Background And Aim: Guidelines on dyslipidemia and lipid-lowering therapy (LLT) over the years recommend lower low-density lipoprotein cholesterol (LDL-C) goals by more intense therapy. Nevertheless, LDL‑C has increased in the general population. Real-world trends of LLT medication as well as of LDL‑C levels in cardiovascular high-risk patients are unclear.

Methods: From 2158 patients who were referred for elective coronary angiography, lipid medication was analyzed at admission in three cardiovascular observational studies (OS) over the last 25 years: OS1: 1999-2000, OS2: 2005-2008 and OS3: 2022-2023. The three studies were performed at the same cardiology unit of a tertiary care hospital in Austria.

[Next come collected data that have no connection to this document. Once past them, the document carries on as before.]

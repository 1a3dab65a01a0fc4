pub mod help;
pub mod paginate;
pub mod ping;
//! Keyed store of active pagination sessions.

use std::collections::HashMap;

use tokio::sync::Mutex;
use twilight_model::id::{Id, marker::MessageMarker};

use crate::{
    error::PaginationError,
    session::{Session, SessionView},
};

/// Message id to session map shared by the dispatcher and expiry timers.
///
/// The lock is only held for in-memory work, never across a transport call.
#[derive(Debug, Default)]
pub struct SessionRegistry {
    sessions: Mutex<HashMap<Id<MessageMarker>, Session>>,
}

impl SessionRegistry {
    pub fn new() -> Self {
        Self::default()
    }

    /// Track `session` under `id`; an occupied id is an error.
    pub async fn put(&self, id: Id<MessageMarker>, session: Session) -> Result<(), PaginationError> {
        let mut sessions = self.sessions.lock().await;
        if sessions.contains_key(&id) {
            return Err(PaginationError::SessionExists(id));
        }

        sessions.insert(id, session);
        Ok(())
    }

    pub async fn get(&self, id: Id<MessageMarker>) -> Option<SessionView> {
        self.sessions.lock().await.get(&id).map(Session::view)
    }

    pub async fn contains(&self, id: Id<MessageMarker>) -> bool {
        self.sessions.lock().await.contains_key(&id)
    }

    /// Remove and return the session under `id`; absent ids yield `None`.
    pub async fn remove(&self, id: Id<MessageMarker>) -> Option<Session> {
        self.sessions.lock().await.remove(&id)
    }

    pub async fn len(&self) -> usize {
        self.sessions.lock().await.len()
    }

    pub async fn is_empty(&self) -> bool {
        self.sessions.lock().await.is_empty()
    }

    /// Run `f` against the session under `id` while holding the lock.
    pub(crate) async fn update<R>(
        &self,
        id: Id<MessageMarker>,
        f: impl FnOnce(&mut Session) -> R,
    ) -> Option<R> {
        self.sessions.lock().await.get_mut(&id).map(f)
    }

    /// Run `f` under the lock and, when it returns `true` alongside its
    /// result, remove the session in the same critical section.
    pub(crate) async fn update_or_remove<R>(
        &self,
        id: Id<MessageMarker>,
        f: impl FnOnce(&mut Session) -> (R, bool),
    ) -> Option<(R, Option<Session>)> {
        let mut sessions = self.sessions.lock().await;
        let (result, remove) = f(sessions.get_mut(&id)?);
        let removed = if remove { sessions.remove(&id) } else { None };
        Some((result, removed))
    }

    /// Remove the session under `id` only if `predicate` accepts it.
    pub(crate) async fn remove_if(
        &self,
        id: Id<MessageMarker>,
        predicate: impl FnOnce(&Session) -> bool,
    ) -> Option<Session> {
        let mut sessions = self.sessions.lock().await;
        if !sessions.get(&id).is_some_and(predicate) {
            return None;
        }

        sessions.remove(&id)
    }
}
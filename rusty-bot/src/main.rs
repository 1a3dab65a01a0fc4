use std::sync::Arc;

use tracing::{error, info, warn};
use tracing_subscriber::EnvFilter;
use twilight_gateway::{EventTypeFlags, Intents, Shard, ShardId, StreamExt as _};
use twilight_http::Client;
use twilight_model::gateway::event::Event;

use rustls::crypto::ring::default_provider;

use rusty_commands::{
    handle_message, handle_message_delete, handle_message_delete_bulk, handle_reaction,
};
use rusty_core::{Config, Context};
use rusty_paginator::Paginator;

#[tokio::main]
async fn main() -> anyhow::Result<()> {
    tracing_subscriber::fmt()
        .with_env_filter(
            EnvFilter::try_from_default_env().unwrap_or_else(|_| EnvFilter::new("info")),
        )
        .init();

    default_provider()
        .install_default()
        .map_err(|_| anyhow::anyhow!("failed to install rustls ring provider"))?;

    // Load the .env file
    dotenvy::dotenv().ok();

    let config = Config::from_env()?;
    let token = config.discord_token.clone();

    // Create a single shared HTTP Client
    let http = Arc::new(Client::new(token.clone()));

    // The paginator needs our own id to ignore the control reactions it adds
    let bot_user = http.current_user().await?.model().await?;
    info!(
        user = %bot_user.name,
        timeout_secs = config.pagination_timeout.as_secs(),
        "resolved bot user"
    );

    let paginator = Paginator::new(Arc::clone(&http), bot_user.id);
    let ctx = Context::new(Arc::clone(&http), paginator, config);

    // Declare which intents the bot has
    let intents = Intents::GUILDS
        | Intents::GUILD_MESSAGES
        | Intents::GUILD_MESSAGE_REACTIONS
        | Intents::DIRECT_MESSAGES
        | Intents::DIRECT_MESSAGE_REACTIONS
        | Intents::MESSAGE_CONTENT;

    // A shard is one Gateway WebSocket connection to Discord
    let mut shard = Shard::new(ShardId::new(0, 1), token, intents);

    info!("Rusty is connecting...");

    while let Some(item) = shard.next_event(EventTypeFlags::all()).await {
        let event = match item {
            Ok(event) => event,
            Err(source) => {
                warn!(?source, "gateway event stream error");
                continue;
            }
        };

        match event {
            Event::Ready(_) => {
                info!("Rusty has successfully awoken!");
            }
            Event::MessageCreate(msg) => {
                let ctx = ctx.clone();
                tokio::spawn(async move {
                    if let Err(source) = handle_message(ctx, msg).await {
                        error!(?source, "command failed");
                    }
                });
            }
            Event::ReactionAdd(reaction) => {
                tokio::spawn(handle_reaction(ctx.clone(), reaction));
            }
            Event::MessageDelete(event) => {
                handle_message_delete(ctx.clone(), event).await;
            }
            Event::MessageDeleteBulk(event) => {
                handle_message_delete_bulk(ctx.clone(), event).await;
            }
            _ => {} // Ignore unused events
        }
    }

    Ok(())
}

Results: The proportion of patients without LLT significantly decreased from OS1 through OS2 to OS3 (49.4%, 45.6%, and 18.5%, respectively, p < 0.001). Moreover, the percentage of patients under high-intensity statin treatment significantly increased from 0% to 5.1%, and 56.5% (p < 0.001). Significantly more patients became treated by more than one compound (OS1: 1.8%, OS2: 1.6%, OS3: 31.2%; p < 0.001). In the latest OS3, a trend to fixed-dose combination of statins with ezetimibe was observed. Mean LDL‑C levels decreased from 129 mg/dL over 127 mg/dL to 83 mg/dL, respectively (p < 0.001). Of the patients on high-intensity therapy 34% met the recent ESC/EAS goals (LDL-C < 55 mg/dL), but only 3% on non-intense therapy.

Conclusion: We conclude that during the observational period of a quarter of a century, treatment intensity increased and LDL‑C levels improved considerably. Guidelines apparently matter in this high-risk population and are considered by primary care physicians.